Publicado 06 de Novembro de 2012 - 21h06

Por Agência Estado

O plenário da Câmara dos Deputados aprovou, por 220 votos a 211, um requerimento dando preferência para a votação do projeto original do Senado, de autoria do senador Vital do Rêgo (PMDB-PB), sobre a mudança na distribuição dos royalties do petróleo. Com isso, a Casa vai analisar essa proposta, que não tem a garantia de receita mínima para os Estados produtores nem a vinculação de recursos para educação constantes no texto do relator da Câmara, Carlos Zarattini (PT-SP).

 

A votação derruba a proposta de Zarattini de forma definitiva. Agora, a Câmara vai analisar a proposta do Senado e alguns destaques que têm este projeto como referência.

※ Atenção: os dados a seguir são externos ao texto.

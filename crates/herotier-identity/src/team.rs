//! Team identity, folded one hero at a time.
//!
//! # Folding
//!
//! A team identity is never edited in place: [`add_hero_to_team`] returns a fresh identity
//! recomputed from every seated hero.
//!
//! - **tempo, playstyle primary, formation, win condition** - the most common value among the
//!   seated heroes; ties go to the value seen first
//! - **pressure, playstyle subtypes, provides, dislikes** - unions in first-seen order
//! - **unmet needs** - every seated hero's needs, duplicates kept, minus the ones some seated
//!   hero provides
//!
//! Because ties resolve by encounter order, folding the same heroes in a different order can
//! produce a different identity.
//!
//! # Examples
//!
//! ```
//! use herotier_identity::{
//!     attributes::Tempo,
//!     hero::HeroIdentity,
//!     team::{add_hero_to_team, initialize_team},
//! };
//!
//! # let identity = |id: &str, tempo: &str| -> HeroIdentity {
//! #     serde_json::from_value(serde_json::json!({
//! #         "id": id, "name": id, "role": "dps", "tempo": tempo,
//! #         "playstyle": { "primary": "dive" }, "formation": "split",
//! #         "pressure": "burst", "win_condition": "engage",
//! #     })).unwrap()
//! # };
//! let genji = identity("genji", "fast");
//! let ashe = identity("ashe", "slow");
//!
//! let team = add_hero_to_team(&initialize_team(), &genji);
//! let team = add_hero_to_team(&team, &ashe);
//! assert_eq!(team.tempo, Some(Tempo::Fast));
//! assert_eq!(team.seated().count(), 2);
//! ```

use std::hash::Hash;

use indexmap::{IndexMap, IndexSet};
use serde::{Serialize, Serializer};

use crate::{
    attributes::{Formation, PlaystylePrimary, PlaystyleSubtype, PressureType, Tempo, WinCondition},
    hero::HeroIdentity,
};

#[derive(Debug, Clone, Default, PartialEq, Eq, Serialize)]
pub struct TeamPlaystyle {
    pub primary: Option<PlaystylePrimary>,
    pub subtypes: Vec<PlaystyleSubtype>,
}

/// Aggregate identity of the heroes seated on a roster.
#[derive(Debug, Clone, Default, PartialEq, Eq, Serialize)]
pub struct TeamIdentity<'a> {
    pub tempo: Option<Tempo>,
    pub playstyle: TeamPlaystyle,
    pub formation: Option<Formation>,
    pub pressure: Vec<PressureType>,
    pub win_condition: Option<WinCondition>,
    pub accumulated_provides: Vec<String>,
    pub unmet_needs: Vec<String>,
    pub dislikes: Vec<String>,
    /// Roster slots in order; `None` is an empty slot.
    #[serde(serialize_with = "serialize_slot_ids")]
    pub current_heroes: Vec<Option<&'a HeroIdentity>>,
}

fn serialize_slot_ids<S>(slots: &[Option<&HeroIdentity>], serializer: S) -> Result<S::Ok, S::Error>
where
    S: Serializer,
{
    serializer.collect_seq(slots.iter().map(|slot| slot.map(|h| h.id.as_str())))
}

/// Most common value; ties go to the value seen first.
fn most_common<T, I>(values: I) -> Option<T>
where
    T: Copy + Eq + Hash,
    I: IntoIterator<Item = T>,
{
    let mut counts = IndexMap::<T, usize>::new();
    for value in values {
        *counts.entry(value).or_default() += 1;
    }
    let mut best: Option<(T, usize)> = None;
    for (value, count) in counts {
        if best.is_none_or(|(_, best_count)| count > best_count) {
            best = Some((value, count));
        }
    }
    best.map(|(value, _)| value)
}

fn union<T, I>(values: I) -> Vec<T>
where
    T: Eq + Hash,
    I: IntoIterator<Item = T>,
{
    values.into_iter().collect::<IndexSet<_>>().into_iter().collect()
}

impl<'a> TeamIdentity<'a> {
    /// Builds the identity of a roster, folding seated heroes in slot order.
    #[must_use]
    pub fn from_slots<I>(slots: I) -> Self
    where
        I: IntoIterator<Item = Option<&'a HeroIdentity>>,
    {
        let current_heroes = slots.into_iter().collect::<Vec<_>>();
        let seated = current_heroes.iter().copied().flatten().collect::<Vec<_>>();

        let accumulated_provides = union(seated.iter().flat_map(|h| h.provides.iter().cloned()));
        let provided = accumulated_provides
            .iter()
            .map(String::as_str)
            .collect::<IndexSet<_>>();
        let unmet_needs = seated
            .iter()
            .flat_map(|h| &h.needs)
            .filter(|need| !provided.contains(need.as_str()))
            .cloned()
            .collect();

        let team = Self {
            tempo: most_common(seated.iter().map(|h| h.tempo)),
            playstyle: TeamPlaystyle {
                primary: most_common(seated.iter().map(|h| h.playstyle.primary)),
                subtypes: union(seated.iter().flat_map(|h| h.playstyle.subtypes.iter().copied())),
            },
            formation: most_common(seated.iter().map(|h| h.formation)),
            pressure: union(seated.iter().map(|h| h.pressure)),
            win_condition: most_common(seated.iter().map(|h| h.win_condition)),
            accumulated_provides,
            unmet_needs,
            dislikes: union(seated.iter().flat_map(|h| h.dislikes.iter().cloned())),
            current_heroes,
        };
        log::trace!(
            "folded team identity of {} heroes: tempo {:?}, formation {:?}",
            seated.len(),
            team.tempo,
            team.formation
        );
        team
    }

    /// Returns a new identity with `hero` appended as a new slot.
    #[must_use]
    pub fn with_hero(&self, hero: &'a HeroIdentity) -> Self {
        Self::from_slots(self.current_heroes.iter().copied().chain([Some(hero)]))
    }

    /// Seated heroes in slot order.
    pub fn seated(&self) -> impl Iterator<Item = &'a HeroIdentity> + '_ {
        self.current_heroes.iter().copied().flatten()
    }

    /// Whether a hero with `id` is seated.
    #[must_use]
    pub fn is_seated(&self, id: &str) -> bool {
        self.seated().any(|h| h.id == id)
    }
}

/// An empty identity with no slots.
#[must_use]
pub fn initialize_team<'a>() -> TeamIdentity<'a> {
    TeamIdentity::default()
}

/// Folds `hero` into `team`, returning the new identity.
#[must_use]
pub fn add_hero_to_team<'a>(team: &TeamIdentity<'a>, hero: &'a HeroIdentity) -> TeamIdentity<'a> {
    team.with_hero(hero)
}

Se o projeto de Vital for rejeitado, a proposta vai ao arquivo.

 

A reviravolta no debate teve a participação direta do DEM. Foi o deputado Onyx Lorenzoni (RS) quem levou a plenário a proposta de preferência para o texto do Senado. O tema dividiu o plenário ao meio. A bancada dos Estados produtores, Rio de Janeiro e Espírito Santo, somou-se na defesa da proposta de Zarattini, mas não foi possível derrotar o desejo dos não produtores de obter o máximo de recursos possíveis no ano que vem.

 

O projeto do Senado busca fazer um congelamento das arrecadações dos produtores com base em 2010 e dividir o que for sendo acrescentado de receitas entre todos os estados e municípios pelos critérios dos fundos de participação. Não há no texto nada sobre a vinculação de recursos para a educação, como defende o governo federal.

 

O líder do governo na Câmara, deputado Arlindo Chinaglia (PT-SP) pediu ao plenário, agora, que fosse rejeitado o projeto original do Senado. Como argumento, usou a defesa de mais recursos para a educação. "Peço que derrotemos o projeto que vem do Senado para que se possa a partir daí fazer a negociação possível para num prazo adequado produzir uma boa negociação".

 

A tendência, porém, é que o plenário aprove a proposta do Senado. Deputados da bancada do Rio de Janeiro chegaram a afirmar que a aprovação desta proposta poderia ser "melhor" por ser mais fácil de receber o veto da presidente Dilma Rousseff.